Walking into a bar though, pilots, we’re like Batman. Well, Bruce Wayne really. We’re in street clothes so no-one will recognize us. We get that really deep raspy growl. “ugh. WHERE IS THE BEER LIST?! WHERE IS IT?!”

But that’s seriously how I feel. If I don’t hide my identity from these people there will be questions that I’m not prepared to answer. “OMG. You’re a pilot? Like, OMG. So. What’s it like flying a plane with peoples lives in your hands? Like at any second, like everyone could just die. What’s that like?”

It’s pretty simple actually. Because if you think the pilots are up there flying the airplane and god forbid something catastrophic happens and we have some sort of in flight emergency that requires the decades of experience, years of schooling, thousands of hours of training, all to safely land the airplane, and we’re up there thinking about all the people? Is that really somebody you want in control? Because that person is basically an emotional wreck. I’ve been flying for over 10 years with thousands of hours of experience in all kinds of different airplanes but I’ve never had the airplane do something out of the ordinary and immediately thought “OMG. That woman in 3B is pregnant and travelling with her ill and dying grandmother. I BETTER NOT FUCK THIS UP!” You don’t want that person in charge! You don’t put an emotional train-wreck at the controls of a flying missile! Yet that’s the first thing everyone assumes we think about. Hell, I think most people assume that’s why pilots drink so much is because of the pressure of all the lives in our hands. It isn’t. We’re all selfish assholes who only think about ourselves and we drink because most of the time our job is pretty fucking shitty.
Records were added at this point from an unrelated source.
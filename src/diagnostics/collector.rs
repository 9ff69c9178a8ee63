// SPDX-License-Identifier: MPL-2.0
//! Diagnostics collector for aggregating and storing diagnostic events.
//!
//! This module provides the central collector that receives events from
//! the controllers and stores them in a memory-bounded ring buffer.

use std::collections::VecDeque;
use std::time::Instant;

use chrono::{DateTime, Utc};
use crossbeam_channel::{bounded, Receiver, Sender, TrySendError};
use serde::Serialize;

use super::{
    AppOperation, DiagnosticEvent, DiagnosticEventKind, ErrorEvent, UserAction, WarningEvent,
};

/// Default channel capacity for event buffering.
/// This allows some buffering without excessive memory usage.
const DEFAULT_CHANNEL_CAPACITY: usize = 100;

/// Default number of events retained before the oldest are evicted.
pub const DEFAULT_BUFFER_CAPACITY: usize = 256;

/// Handle for sending diagnostic events to the collector.
///
/// This handle is cheap to clone and can be shared across threads.
/// Events are sent via a bounded channel so logging never blocks the
/// caller.
#[derive(Clone, Debug)]
pub struct DiagnosticsHandle {
    event_tx: Sender<DiagnosticEvent>,
}

impl DiagnosticsHandle {
    /// Logs a user action event.
    ///
    /// This method is non-blocking and will drop the event if the
    /// internal channel is full (backpressure protection).
    pub fn log_action(&self, action: UserAction) {
        self.log_action_with_details(action, None);
    }

    /// Logs a user action event with optional details.
    ///
    /// This method is non-blocking and will drop the event if the
    /// internal channel is full (backpressure protection).
    pub fn log_action_with_details(&self, action: UserAction, details: Option<String>) {
        let event = DiagnosticEvent::new(DiagnosticEventKind::UserAction { action, details });
        // Non-blocking send - drop if channel is full
        let _ = self.event_tx.try_send(event);
    }

    /// Logs a pipeline operation event with performance metrics.
    ///
    /// This method is non-blocking and will drop the event if the
    /// internal channel is full (backpressure protection).
    pub fn log_operation(&self, operation: AppOperation) {
        let event = DiagnosticEvent::new(DiagnosticEventKind::Operation { operation });
        let _ = self.event_tx.try_send(event);
    }

    /// Logs a warning event.
    ///
    /// This method is non-blocking.
    pub fn log_warning(&self, warning_event: WarningEvent) {
        let event = DiagnosticEvent::new(DiagnosticEventKind::Warning {
            event: warning_event,
        });
        let _ = self.event_tx.try_send(event);
    }

    /// Logs an error event.
    ///
    /// This method is non-blocking.
    pub fn log_error(&self, error_event: ErrorEvent) {
        let event = DiagnosticEvent::new(DiagnosticEventKind::Error { event: error_event });
        let _ = self.event_tx.try_send(event);
    }

    /// Attempts to send an event, returning an error if the channel is full.
    ///
    /// Use this when you need to know if the event was actually sent.
    ///
    /// # Errors
    ///
    /// Returns `TrySendError::Full` if the internal channel buffer is full,
    /// or `TrySendError::Disconnected` if the collector has been dropped.
    pub fn try_log_action(&self, action: UserAction) -> Result<(), TrySendError<DiagnosticEvent>> {
        let event = DiagnosticEvent::new(DiagnosticEventKind::UserAction {
            action,
            details: None,
        });
        self.event_tx.try_send(event)
    }
}

/// Central collector for diagnostic events.
///
/// The collector receives events through a channel and stores them in a
/// memory-bounded ring buffer. Old events are automatically evicted when
/// the buffer reaches capacity.
pub struct DiagnosticsCollector {
    /// Ring buffer storing diagnostic events.
    buffer: VecDeque<DiagnosticEvent>,
    /// Maximum number of retained events.
    capacity: usize,
    /// Receiver for incoming events.
    event_rx: Receiver<DiagnosticEvent>,
    /// Sender stored to create handles.
    event_tx: Sender<DiagnosticEvent>,
    /// When collection started (monotonic clock for duration calculations).
    collection_started_at: Instant,
    /// When collection started (wall clock for report metadata).
    collection_started_at_utc: DateTime<Utc>,
}

impl DiagnosticsCollector {
    /// Creates a new diagnostics collector retaining up to `capacity` events.
    #[must_use]
    pub fn new(capacity: usize) -> Self {
        let (event_tx, event_rx) = bounded(DEFAULT_CHANNEL_CAPACITY);

        Self {
            buffer: VecDeque::with_capacity(capacity.max(1)),
            capacity: capacity.max(1),
            event_rx,
            event_tx,
            collection_started_at: Instant::now(),
            collection_started_at_utc: Utc::now(),
        }
    }

    /// Creates a handle for sending events to this collector.
    ///
    /// Handles are cheap to clone and can be distributed to different
    /// controllers.
    #[must_use]
    pub fn handle(&self) -> DiagnosticsHandle {
        DiagnosticsHandle {
            event_tx: self.event_tx.clone(),
        }
    }

    /// Processes all pending events from the channel.
    ///
    /// Call this periodically (e.g., on each host tick) to drain the
    /// event channel and store events in the buffer.
    pub fn process_pending(&mut self) {
        while let Ok(event) = self.event_rx.try_recv() {
            self.push(event);
        }
    }

    /// Logs an action directly to the buffer (bypassing the channel).
    ///
    /// Use this for synchronous logging when you have direct access
    /// to the collector.
    pub fn log_action(&mut self, action: UserAction) {
        self.log_action_with_details(action, None);
    }

    /// Logs an action with details directly to the buffer.
    pub fn log_action_with_details(&mut self, action: UserAction, details: Option<String>) {
        let event = DiagnosticEvent::new(DiagnosticEventKind::UserAction { action, details });
        self.push(event);
    }

    /// Logs an operation directly to the buffer (bypassing the channel).
    pub fn log_operation(&mut self, operation: AppOperation) {
        let event = DiagnosticEvent::new(DiagnosticEventKind::Operation { operation });
        self.push(event);
    }

    fn push(&mut self, event: DiagnosticEvent) {
        if self.buffer.len() == self.capacity {
            self.buffer.pop_front();
        }
        self.buffer.push_back(event);
    }

    /// Returns the number of events currently stored.
    #[must_use]
    pub fn len(&self) -> usize {
        self.buffer.len()
    }

    /// Returns true if no events are stored.
    #[must_use]
    pub fn is_empty(&self) -> bool {
        self.buffer.is_empty()
    }

    /// Returns an iterator over all stored events (oldest first).
    pub fn iter(&self) -> impl Iterator<Item = &DiagnosticEvent> {
        self.buffer.iter()
    }

    /// Clears all stored events.
    pub fn clear(&mut self) {
        self.buffer.clear();
    }

    /// Returns the buffer capacity.
    #[must_use]
    pub fn capacity(&self) -> usize {
        self.capacity
    }

    /// Returns how long the collector has been running.
    #[must_use]
    pub fn collection_duration(&self) -> std::time::Duration {
        self.collection_started_at.elapsed()
    }

    /// Exports all collected events as a JSON activity report.
    ///
    /// The report includes collection metadata plus every buffered event
    /// with a timestamp relative to collection start.
    ///
    /// # Errors
    ///
    /// Returns an error if JSON serialization fails.
    pub fn export_json(&self) -> serde_json::Result<String> {
        let report = self.build_report();
        serde_json::to_string_pretty(&report)
    }

    /// Builds an activity report from the current buffer contents.
    #[allow(clippy::cast_possible_truncation)] // Duration in ms fits comfortably in u64
    fn build_report(&self) -> ActivityReport {
        let events: Vec<SerializableEvent> = self
            .buffer
            .iter()
            .map(|event| SerializableEvent {
                timestamp_ms: event
                    .timestamp
                    .saturating_duration_since(self.collection_started_at)
                    .as_millis() as u64,
                kind: event.kind.clone(),
            })
            .collect();

        ActivityReport {
            generated_at: Utc::now(),
            collection_started_at: self.collection_started_at_utc,
            collection_duration_ms: self.collection_started_at.elapsed().as_millis() as u64,
            event_count: events.len(),
            events,
        }
    }
}

impl Default for DiagnosticsCollector {
    fn default() -> Self {
        Self::new(DEFAULT_BUFFER_CAPACITY)
    }
}

/// One buffered event with its timestamp rebased onto collection start.
#[derive(Serialize)]
struct SerializableEvent {
    timestamp_ms: u64,
    #[serde(flatten)]
    kind: DiagnosticEventKind,
}

#[derive(Serialize)]
struct ActivityReport {
    generated_at: DateTime<Utc>,
    collection_started_at: DateTime<Utc>,
    collection_duration_ms: u64,
    event_count: usize,
    events: Vec<SerializableEvent>,
}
That sounds bad on the outset but the reality is, it’s pretty good to have a selfish pilot who only cares about himself and I’ll tell you why: you’re all sitting behind me. You can’t back an airplane into a mountain like you can a car against a telephone pole. Doesn’t work that way. The day the put the cockpit in the tail of the airplane and all the passengers sit in front of the pilots, that’s the day I would stop flying as a passenger. Because then, pilots would be like “think we can walk away from that one? Yea, fuck it. BOOM.” But as it stands, we’re the first mother fuckers to eat dirt and statistically the highest fatality rate, so we’re pretty keen on not killing ourselves, which in turn works out nicely for everyone else.

Anyways. The bar. The other person that’s at the bar is the family. Dad, mom, and usually miserable fuck 1 and 2. This is the family that booked their vacation on orbitz like 10 months ago and saved $12 bucks by staying 3 hours away from the theme park. Dad’s trying to point out all the things that ROCK about the hotel, mom’s 3 martini’s into her hangover and miserable fucks 1 and 2 are locking in nightmares that will cost them thousands of dollars later in life.

That’s not a dig on my parents, we had some great vacations as kids, but I grew up with one older sister and she was a super cunt. Nothing says sibling rivalry like your older sister sitting on you and tickling you until you pee. And your parents just pointing and laughing at you. Yea. Jokes on her though because when I hit puberty I got fat and she got anorexic and we pretty much reached an understanding.